Washington:
A new study has provided insight into glucagon’s role in diabetic heart
disease. The UT Southwestern-led study revealed the hormone glucagon’s
importance to the development of insulin resistance and cardiac dysfunction
during Type 2 diabetes, presenting opportunities to develop new therapies for
diabetic diseases of the heart muscle.
These findings
might provide an advanced understanding of how diabetes drugs benefit heart
function, especially considering cardiovascular disease is the leading cause of
death in diabetics.
“This
investigation found that inhibiting glucagon action has potent anti-diabetic
effects.
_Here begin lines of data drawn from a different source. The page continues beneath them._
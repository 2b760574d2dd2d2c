#![rustfmt::skip]
// Copyright2019 Google LLC
//
// Licensed under the Apache License, Version 2.0 (the "License");
// you may not use this file except in compliance with the License.
// You may obtain a copy of the License at
//
//      http://www.apache.org/licenses/LICENSE-2.0
//
// Unless required by applicable law or agreed to in writing, software
// distributed under the License is distributed on an "AS IS" BASIS,
// WITHOUT WARRANTIES OR CONDITIONS OF ANY KIND, either express or implied.
// See the License for the specific language governing permissions and
// limitations under the License.

use p256::{
    ecdsa::{SigningKey, Signature as P256Signature, signature::{Signer, RandomizedSigner}},
};
use p256::ecdsa::VerifyingKey;
use rand_core::OsRng;

use super::rng256::Rng256;
use super::Hash256;

const INT256_NBYTES: usize = 32;
pub const NBYTES: usize = INT256_NBYTES;

#[derive(Clone, PartialEq)]
#[cfg_attr(feature = "derive_debug", derive(Debug))]
pub struct SecKey {
    k: SigningKey,
    // k: NonZeroExponentP256,
}

impl SecKey {
    // we bypass the OpenSK "rng" specifier, because we have a standard RNG API in our system and do
    // not need to rely on its hack to pass an RNG around.
    pub fn gensk<R>(_rng: &mut R) -> SecKey
    where
        R: Rng256,
    {
        SecKey {
            k: SigningKey::random(&mut OsRng),
            // k: NonZeroExponentP256::gen_uniform(rng),
        }
    }

    pub fn genpk(&self) -> PubKey {
        PubKey {
            p: VerifyingKey::from(&self.k),
            // p: PointP256::base_point_mul(self.k.as_exponent()),
        }
    }

    // ECDSA signature based on a RNG to generate a suitable randomization parameter.
    // Under the hood, rejection sampling is used to make sure that the randomization parameter is
    // uniformly distributed.
    // The provided RNG must be cryptographically secure; otherwise this method is insecure.
    pub fn sign_rng<H, R>(&self, msg: &[u8], _rng: &mut R) -> Signature
    where
        H: Hash256,
        R: Rng256,
    {
        let p256sig = self.k.sign_with_rng(&mut OsRng, msg);
        Signature {
            sig: p256sig
        }
    }

    // Deterministic ECDSA signature based on RFC 6979 to generate a suitable randomization
    // parameter.
    pub fn sign_rfc6979<H>(&self, msg: &[u8]) -> Signature
    where
        H: Hash256,
    {
        let p256sig = self.k.sign(msg);
        Signature {
            sig: p256sig
        }
    }

    pub fn from_bytes(bytes: &[u8; 32]) -> Option<SecKey> {
        let sk = SigningKey::from_bytes(bytes);
        match sk {
            Ok(k) => Some(SecKey{k}),
            _ => None
        }
        /*
        let k = NonZeroExponentP256::from_int_checked(Int256::from_bin(bytes));
        // The branching here is fine because all this reveals is whether the key was invalid.
        if bool::from(k.is_none()) {
            return None;
        }
        let k = k.unwrap();
        Some(SecKey { k })*/
    }

    pub fn to_bytes(&self, bytes: &mut [u8; 32]) {
        bytes.copy_from_slice(
            self.k.to_bytes()
            .as_slice()
        );
    }
}
//! Error arbiter: classification is already done by the caller (each
//! handler produces an `FccError`); this module only decides whether a
//! given error forces `Err`, and suppresses further critical errors once
//! a transition to `Err` is already underway.

use super::error::FccError;

/// `true` if `error` should force a transition to the `Err` leaf state.
/// `already_entering_err` prevents a second critical error arriving in
/// the same dispatch from re-triggering entry.
pub fn forces_err(error: FccError, already_entering_err: bool) -> bool {
    error.is_critical() && !already_entering_err
}

#[cfg(test)]
mod tests {
    use super::*;
    use crate::core::error::{CriticalError, MoveLocalError};

    #[test]
    fn critical_error_forces_err() {
        assert!(forces_err(FccError::Critical(CriticalError::PiezoUnknown), false));
    }

    #[test]
    fn already_entering_err_swallows_further_critical_errors() {
        assert!(!forces_err(FccError::Critical(CriticalError::EchemBusy), true));
    }

    #[test]
    fn move_local_error_never_forces_err() {
        assert!(!forces_err(FccError::MoveLocal(MoveLocalError::NoStrip), false));
    }
}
This treatment reduces the potential negative effects that fats have
on tissues,” said Dr Philipp Scherer, Director of the Touchstone.
The study built
on decades of discoveries at the Touchstone Center, first directed by Dr Roger
Unger.
“Dr Unger’s work
established an important role for glucagon as a driving force for
hyperglycemia, or excess glucose in the bloodstream, during the onset of
diabetes. Our studies suggest that glucagon also contributes to cardiac
dysfunction by altering lipid utilization in the heart,” said Dr William
Holland, former Assistant Professor of Internal Medicine who completed and
published the work while a member of the Touchstone Center. “By blocking
glucagon action [in mice], we revealed unexpected effects of glucagon, most
notably on glucose uptake into skeletal and cardiac muscle.”
Dr Unger first
identified glucagon as a pancreatic hormone that raises blood sugar levels,
having the opposite effect of insulin. A UTSW faculty member since 1956, Dr
Unger developed a test in the mid-1950s to measure concentrations of glucagon.
The Centers for
Disease Control and Prevention (CDC) estimated that about 30.3 million people -
or 9.4 percent of the American population - had diabetes in the latest reported
year, 2015. That included 7.2 million undiagnosed or unreported adult cases.
That same year, diabetes was the seventh-leading cause of death in the U.S.,
with more than 79,500 fatalities.
The latest
investigation tackled a conundrum in the field of diabetes research.
Glucagon-containing agonists have been studied as a diabetes treatment in
animal models, as they enhance weight loss.